In the past 2 months, I have corrected a rotor going WAY out into the neighbor's yard and fixed a fixed head sprinkler (don't know the proper name just yet) that was irrigating my driveway instead of grass (head got spun around I guess).

Just curious how often ya'll do it, especially for the folks living in high temp/dry areas.


----------



## Killbuzz (Apr 30, 2017)

About once a month as well.


----------



## jack01 (Jul 17, 2018)

Once a month,


----------



## TroyScherer (Jul 17, 2018)

I like to check mine once a month. I find that I need to clean some of my pop up heads to make sure the spray pattern is good.


----------



## Ballistic (Mar 19, 2018)

I only seem to need to adjust mine once a season, But i still check mine a few times a month when i see them running, I have decent amount of old hunter rotors that are wearing out and stop moving that i have been upgrading..


----------



## g-man (Jun 15, 2017)

I check them when I fill the lines. I then check them in the peak of summer at 6am when the pressures are low from everyone watering their lawns. Lastly I check any head that the lawn looks like it is not getting enough water from my daily walks.


----------



## massgrass (Aug 17, 2017)

I don't check it often enough. I usually notice that a head needs adjusting when something is stained orange from the iron/manganese in our well water. Last summer it took me a bit too long to notice that the front of our old silver SUV was starting to turn orange on one side.


----------



## iFisch3224 (Jun 11, 2018)

Good stuff. So I guess I'm not being overly cautious - and in line with what you're supposed to be doing. Irrigation seems to be much more expensive than regular "water" from the hose, and I've been mixing/experimenting with using irrigation between 3 and 4 times a month, and 3 to 4 times a month from a sprinkler for the front and backyard. Curious what the irrigation "bill" will be after this month.


----------



## chrismar (May 25, 2017)

I only check about twice a year, once when I start up the system and once when I shut it down. If I notice anything looks funky in between (ie- dry spots, weird patterns on the sidewalk/driveway, etc) I'll fire up that zone to see what's going on.


----------



## avionics12 (Jul 2, 2018)

I guess I am going overboard; I check once a week. I recently overhauled a 17 year old Hunter PGP rotor system over to MP Rotators. Additional heads were added for full zone coverage. The old system had not been maintained and what few rotors that were working (relative term) would not remain adjusted. I got tired of chasing problems with that old system.

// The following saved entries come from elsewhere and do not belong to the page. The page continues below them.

//! Message-scoped addressing and options.

use serde::{Deserialize, Serialize};
use std::collections::HashMap;

/// The WS-Addressing anonymous address.
pub const ANONYMOUS_ADDRESS: &str = "http://www.w3.org/2005/08/addressing/anonymous";
/// The WS-Addressing none address.
pub const NONE_ADDRESS: &str = "http://www.w3.org/2005/08/addressing/none";
/// The default relationship type of `RelatesTo`.
pub const RELATIONSHIP_REPLY: &str = "http://www.w3.org/2005/08/addressing/reply";

/// A WS-Addressing endpoint reference.
#[derive(Debug, Clone, PartialEq, Eq, Serialize, Deserialize)]
pub struct EndpointReference {
    /// The endpoint address.
    pub address: String,
    /// Reference parameters echoed back to the endpoint.
    #[serde(default, skip_serializing_if = "HashMap::is_empty")]
    pub reference_parameters: HashMap<String, String>,
}

impl EndpointReference {
    /// Creates a reference to `address`.
    #[must_use]
    pub fn new(address: impl Into<String>) -> Self {
        Self {
            address: address.into(),
            reference_parameters: HashMap::new(),
        }
    }

    /// The anonymous endpoint.
    #[must_use]
    pub fn anonymous() -> Self {
        Self::new(ANONYMOUS_ADDRESS)
    }

    /// Adds a reference parameter.
    #[must_use]
    pub fn with_reference_parameter(mut self, name: impl Into<String>, value: impl Into<String>) -> Self {
        self.reference_parameters.insert(name.into(), value.into());
        self
    }

    /// Returns true for the anonymous address.
    #[must_use]
    pub fn is_anonymous(&self) -> bool {
        self.address == ANONYMOUS_ADDRESS
    }

    /// The last path segment of the address, ignoring query and fragment.
    #[must_use]
    pub fn last_path_segment(&self) -> Option<&str> {
        let path = self
            .address
            .split(['?', '#'])
            .next()
            .unwrap_or_default()
            .trim_end_matches('/');
        path.rsplit('/').next().filter(|s| !s.is_empty())
    }
}

/// A WS-Addressing relationship to an earlier message.
#[derive(Debug, Clone, PartialEq, Eq, Serialize, Deserialize)]
pub struct RelatesTo {
    /// The related message id.
    pub value: String,
    /// The relationship type URI.
    #[serde(default = "default_relationship")]
    pub relationship_type: String,
}

fn default_relationship() -> String {
    RELATIONSHIP_REPLY.to_string()
}

impl RelatesTo {
    /// A reply relationship to `message_id`.
    #[must_use]
    pub fn reply(message_id: impl Into<String>) -> Self {
        Self {
            value: message_id.into(),
            relationship_type: default_relationship(),
        }
    }

    /// Returns true for the reply relationship.
    #[must_use]
    pub fn is_reply(&self) -> bool {
        self.relationship_type == RELATIONSHIP_REPLY
    }
}

/// Per-message addressing and option properties.
#[derive(Debug, Clone, Default, PartialEq, Serialize, Deserialize)]
pub struct Options {
    /// Destination.
    #[serde(default, skip_serializing_if = "Option::is_none")]
    pub to: Option<EndpointReference>,
    /// Source.
    #[serde(default, skip_serializing_if = "Option::is_none")]
    pub from: Option<EndpointReference>,
    /// Where replies go.
    #[serde(default, skip_serializing_if = "Option::is_none")]
    pub reply_to: Option<EndpointReference>,
    /// Where faults go.
    #[serde(default, skip_serializing_if = "Option::is_none")]
    pub fault_to: Option<EndpointReference>,
    /// The message id.
    #[serde(default, skip_serializing_if = "Option::is_none")]
    pub message_id: Option<String>,
    /// The WS-Addressing action.
    #[serde(default, skip_serializing_if = "Option::is_none")]
    pub action: Option<String>,
    /// The SOAP action.
    #[serde(default, skip_serializing_if = "Option::is_none")]
    pub soap_action: Option<String>,
    /// Relationships to earlier messages.
    #[serde(default, skip_serializing_if = "Vec::is_empty")]
    pub relates_to: Vec<RelatesTo>,
    /// Name of the transport to send on.
    #[serde(default, skip_serializing_if = "Option::is_none")]
    pub transport_out: Option<String>,
    /// Free-form option properties.
    #[serde(default, skip_serializing_if = "HashMap::is_empty")]
    pub properties: HashMap<String, serde_json::Value>,
}

impl Options {
    /// Creates empty options.
    #[must_use]
    pub fn new() -> Self {
        Self::default()
    }

    /// Sets the destination.
    #[must_use]
    pub fn with_to(mut self, to: EndpointReference) -> Self {
        self.to = Some(to);
        self
    }

    /// Sets the reply destination.
    #[must_use]
    pub fn with_reply_to(mut self, reply_to: EndpointReference) -> Self {
        self.reply_to = Some(reply_to);
        self
    }

    /// Sets the message id.
    #[must_use]
    pub fn with_message_id(mut self, id: impl Into<String>) -> Self {
        self.message_id = Some(id.into());
        self
    }

    /// Sets the WS-Addressing action.
    #[must_use]
    pub fn with_action(mut self, action: impl Into<String>) -> Self {
        self.action = Some(action.into());
        self
    }

    /// Sets the SOAP action.
    #[must_use]
    pub fn with_soap_action(mut self, action: impl Into<String>) -> Self {
        self.soap_action = Some(action.into());
        self
    }

    /// Adds a relationship.
    #[must_use]
    pub fn with_relates_to(mut self, relates_to: RelatesTo) -> Self {
        self.relates_to.push(relates_to);
        self
    }

    /// Sets an option property.
    #[must_use]
    pub fn with_property(mut self, key: impl Into<String>, value: serde_json::Value) -> Self {
        self.properties.insert(key.into(), value);
        self
    }

    /// The reply relationship, falling back to the first relationship.
    #[must_use]
    pub fn reply_relationship(&self) -> Option<&RelatesTo> {
        self.relates_to
            .iter()
            .find(|r| r.is_reply())
            .or_else(|| self.relates_to.first())
    }

    /// Reads an option property.
    #[must_use]
    pub fn property(&self, key: &str) -> Option<&serde_json::Value> {
        self.properties.get(key)
    }

    /// The action used for dispatch: WS-Addressing first, then SOAP action.
    #[must_use]
    pub fn dispatch_action(&self) -> Option<&str> {
        self.action
            .as_deref()
            .filter(|a| !a.is_empty())
            .or_else(|| self.soap_action.as_deref().filter(|a| !a.is_empty()))
    }
}

#[cfg(test)]
mod tests {
    use super::*;

    #[test]
    fn test_last_path_segment() {
        let epr = EndpointReference::new("http://host:8080/axis2/services/Echo?wsdl");
        assert_eq!(epr.last_path_segment(), Some("Echo"));
        assert_eq!(
            EndpointReference::new("http://host/services/Echo/").last_path_segment(),
            Some("Echo")
        );
        assert_eq!(EndpointReference::new("").last_path_segment(), None);
    }

    #[test]
    fn test_reply_relationship_preferred() {
        let options = Options::new()
            .with_relates_to(RelatesTo {
                value: "urn:a".into(),
                relationship_type: "urn:custom".into(),
            })
            .with_relates_to(RelatesTo::reply("urn:b"));
        assert_eq!(options.reply_relationship().unwrap().value, "urn:b");
    }

    #[test]
    fn test_dispatch_action_fallback() {
        let options = Options::new().with_action("").with_soap_action("urn:echo");
        assert_eq!(options.dispatch_action(), Some("urn:echo"));
    }
}
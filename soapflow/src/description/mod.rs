//! The deployed description tree.
//!
//! Descriptions are static, shared configuration: services, operations,
//! modules and transports. Runtime contexts and messages point at them but
//! never own them, and persisted messages refer to them by name only.

mod configuration;
mod module;
mod operation;
mod service;
mod transport;

pub use configuration::{global_phases, AxisConfiguration};
pub use module::{HandlerRule, ModuleDescription};
pub use operation::{operation_phases, AxisMessage, AxisOperation};
pub use service::{AxisService, AxisServiceGroup, ServiceScope};
pub use transport::{TransportInDescription, TransportOutDescription};
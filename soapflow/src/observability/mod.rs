//! Observability utilities.
//!
//! - [`init_tracing`] installs the process-wide `tracing` subscriber
//! - [`FlowSpanAttributes`] and [`SpanTimer`] describe one pass of a message
//!   through a flow; the engine attaches them to its lifecycle events

mod spans;
mod subscriber;

pub use spans::{FlowSpanAttributes, SpanTimer};
pub use subscriber::init_tracing;
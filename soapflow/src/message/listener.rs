//! Service-side observers of message attachment.

use super::MessageContext;
use crate::errors::SoapflowError;

/// Observes messages as they are bound to a service.
///
/// Failures are logged by the caller and never undo the attachment.
#[cfg_attr(test, mockall::automock)]
pub trait MessageContextListener: Send + Sync {
    /// Called after an envelope is attached to a message bound to the service.
    fn attach_envelope(&self, msg: &MessageContext) -> Result<(), SoapflowError>;

    /// Called after a service context is attached to a message.
    fn attach_service_context(&self, msg: &MessageContext) -> Result<(), SoapflowError>;
}
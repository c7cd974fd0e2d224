//! Test support for code built on soapflow.
//!
//! This module provides:
//! - Handlers that record, suspend, fail or keep self-managed data
//! - A transport sender that records what it was asked to send
//! - [`EngineFixture`], a deployed echo service with its contexts

mod fixtures;
mod mocks;

pub use fixtures::{EngineFixture, ECHO_ACTION, ECHO_ENDPOINT, NOTIFY_ACTION, QUERY_ACTION};
pub use mocks::{
    FailingHandler, Journal, RecordingHandler, RecordingSender, StatefulHandler, SuspendingHandler,
};
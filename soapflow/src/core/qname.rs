//! Qualified names.

use serde::{Deserialize, Serialize};
use std::fmt;
use std::str::FromStr;

/// An XML qualified name: a namespace URI plus a local part.
///
/// The string form follows the `{namespace}local` convention; a name
/// without a namespace renders as just its local part.
#[derive(Debug, Clone, PartialEq, Eq, Hash, PartialOrd, Ord, Serialize, Deserialize)]
pub struct QName {
    /// The namespace URI (empty for no namespace).
    #[serde(default)]
    pub namespace_uri: String,
    /// The local part.
    pub local_part: String,
}

impl QName {
    /// Creates a namespaced qualified name.
    #[must_use]
    pub fn new(namespace_uri: impl Into<String>, local_part: impl Into<String>) -> Self {
        Self {
            namespace_uri: namespace_uri.into(),
            local_part: local_part.into(),
        }
    }

    /// Creates a qualified name with no namespace.
    #[must_use]
    pub fn local(local_part: impl Into<String>) -> Self {
        Self::new(String::new(), local_part)
    }

    /// Returns true if the name has a namespace URI.
    #[must_use]
    pub fn has_namespace(&self) -> bool {
        !self.namespace_uri.is_empty()
    }

    /// Parses the `{namespace}local` form. Input without braces is a local name.
    #[must_use]
    pub fn parse(s: &str) -> Self {
        if let Some(rest) = s.strip_prefix('{') {
            if let Some((ns, local)) = rest.split_once('}') {
                return Self::new(ns, local);
            }
        }
        Self::local(s)
    }
}

impl fmt::Display for QName {
    fn fmt(&self, f: &mut fmt::Formatter<'_>) -> fmt::Result {
        if self.namespace_uri.is_empty() {
            write!(f, "{}", self.local_part)
        } else {
            write!(f, "{{{}}}{}", self.namespace_uri, self.local_part)
        }
    }
}

impl FromStr for QName {
    type Err = std::convert::Infallible;

    fn from_str(s: &str) -> Result<Self, Self::Err> {
        Ok(Self::parse(s))
    }
}

impl From<&str> for QName {
    fn from(s: &str) -> Self {
        Self::parse(s)
    }
}

#[cfg(test)]
mod tests {
    use super::*;

    #[test]
    fn test_display_and_parse() {
        let name = QName::new("urn:example", "echo");
        assert_eq!(name.to_string(), "{urn:example}echo");
        assert_eq!(QName::parse("{urn:example}echo"), name);
    }

    #[test]
    fn test_local_name() {
        let name = QName::parse("echo");
        assert!(!name.has_namespace());
        assert_eq!(name.to_string(), "echo");
    }

    #[test]
    fn test_unterminated_brace_is_local() {
        let name = QName::parse("{broken");
        assert_eq!(name.local_part, "{broken");
    }
}
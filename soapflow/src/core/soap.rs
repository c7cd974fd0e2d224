//! SOAP envelope versions and their fault-code vocabularies.

use super::QName;
use serde::{Deserialize, Serialize};

/// SOAP 1.1 envelope namespace.
pub const SOAP11_ENVELOPE_NAMESPACE: &str = "http://schemas.xmlsoap.org/soap/envelope/";

/// SOAP 1.2 envelope namespace.
pub const SOAP12_ENVELOPE_NAMESPACE: &str = "http://www.w3.org/2003/05/soap-envelope";

/// The SOAP version of an envelope.
#[derive(Debug, Clone, Copy, PartialEq, Eq, Hash, Serialize, Deserialize, Default)]
pub enum SoapVersion {
    /// SOAP 1.1.
    Soap11,
    /// SOAP 1.2.
    #[default]
    Soap12,
}

impl SoapVersion {
    /// Detects the version from an envelope namespace URI.
    #[must_use]
    pub fn from_namespace(namespace: &str) -> Option<Self> {
        match namespace {
            SOAP11_ENVELOPE_NAMESPACE => Some(Self::Soap11),
            SOAP12_ENVELOPE_NAMESPACE => Some(Self::Soap12),
            _ => None,
        }
    }

    /// Returns the envelope namespace URI.
    #[must_use]
    pub fn namespace(self) -> &'static str {
        match self {
            Self::Soap11 => SOAP11_ENVELOPE_NAMESPACE,
            Self::Soap12 => SOAP12_ENVELOPE_NAMESPACE,
        }
    }

    /// The `MustUnderstand` fault code.
    #[must_use]
    pub fn must_understand_code(self) -> QName {
        QName::new(self.namespace(), "MustUnderstand")
    }

    /// The `VersionMismatch` fault code.
    #[must_use]
    pub fn version_mismatch_code(self) -> QName {
        QName::new(self.namespace(), "VersionMismatch")
    }

    /// The fault code blaming the sender (`Client` in 1.1, `Sender` in 1.2).
    #[must_use]
    pub fn sender_code(self) -> QName {
        match self {
            Self::Soap11 => QName::new(self.namespace(), "Client"),
            Self::Soap12 => QName::new(self.namespace(), "Sender"),
        }
    }

    /// The fault code blaming the receiver (`Server` in 1.1, `Receiver` in 1.2).
    #[must_use]
    pub fn receiver_code(self) -> QName {
        match self {
            Self::Soap11 => QName::new(self.namespace(), "Server"),
            Self::Soap12 => QName::new(self.namespace(), "Receiver"),
        }
    }
}

#[cfg(test)]
mod tests {
    use super::*;

    #[test]
    fn test_soap_version_detection() {
        assert_eq!(
            SoapVersion::from_namespace(SOAP11_ENVELOPE_NAMESPACE),
            Some(SoapVersion::Soap11)
        );
        assert_eq!(
            SoapVersion::from_namespace(SOAP12_ENVELOPE_NAMESPACE),
            Some(SoapVersion::Soap12)
        );
        assert_eq!(SoapVersion::from_namespace("urn:nope"), None);
    }

    #[test]
    fn test_fault_code_vocabulary() {
        assert_eq!(SoapVersion::Soap11.sender_code().local_part, "Client");
        assert_eq!(SoapVersion::Soap12.sender_code().local_part, "Sender");
        assert_eq!(SoapVersion::Soap11.receiver_code().local_part, "Server");
        assert_eq!(
            SoapVersion::Soap12.must_understand_code().namespace_uri,
            SOAP12_ENVELOPE_NAMESPACE
        );
    }
}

The new system still requires some fine tuning and I suppose i may revert to a less intensive check schedule when I am confident of my adjustments on the MP's.


----------



## iFisch3224 (Jun 11, 2018)

avionics12 said:


> I guess I am going overboard; I check once a week. I recently overhauled a 17 year old Hunter PGP rotor system over to MP Rotators. Additional heads were added for full zone coverage. The old system had not been maintained and what few rotors that were working (relative term) would not remain adjusted. I got tired of chasing problems with that old system.
> 
> The new system still requires some fine tuning and I suppose i may revert to a less intensive check schedule when I am confident of my adjustments on the MP's.


That makes sense, and I'd probably be in the same boat too, if I just overhauled an entire yard with new rotors. :thumbup:


----------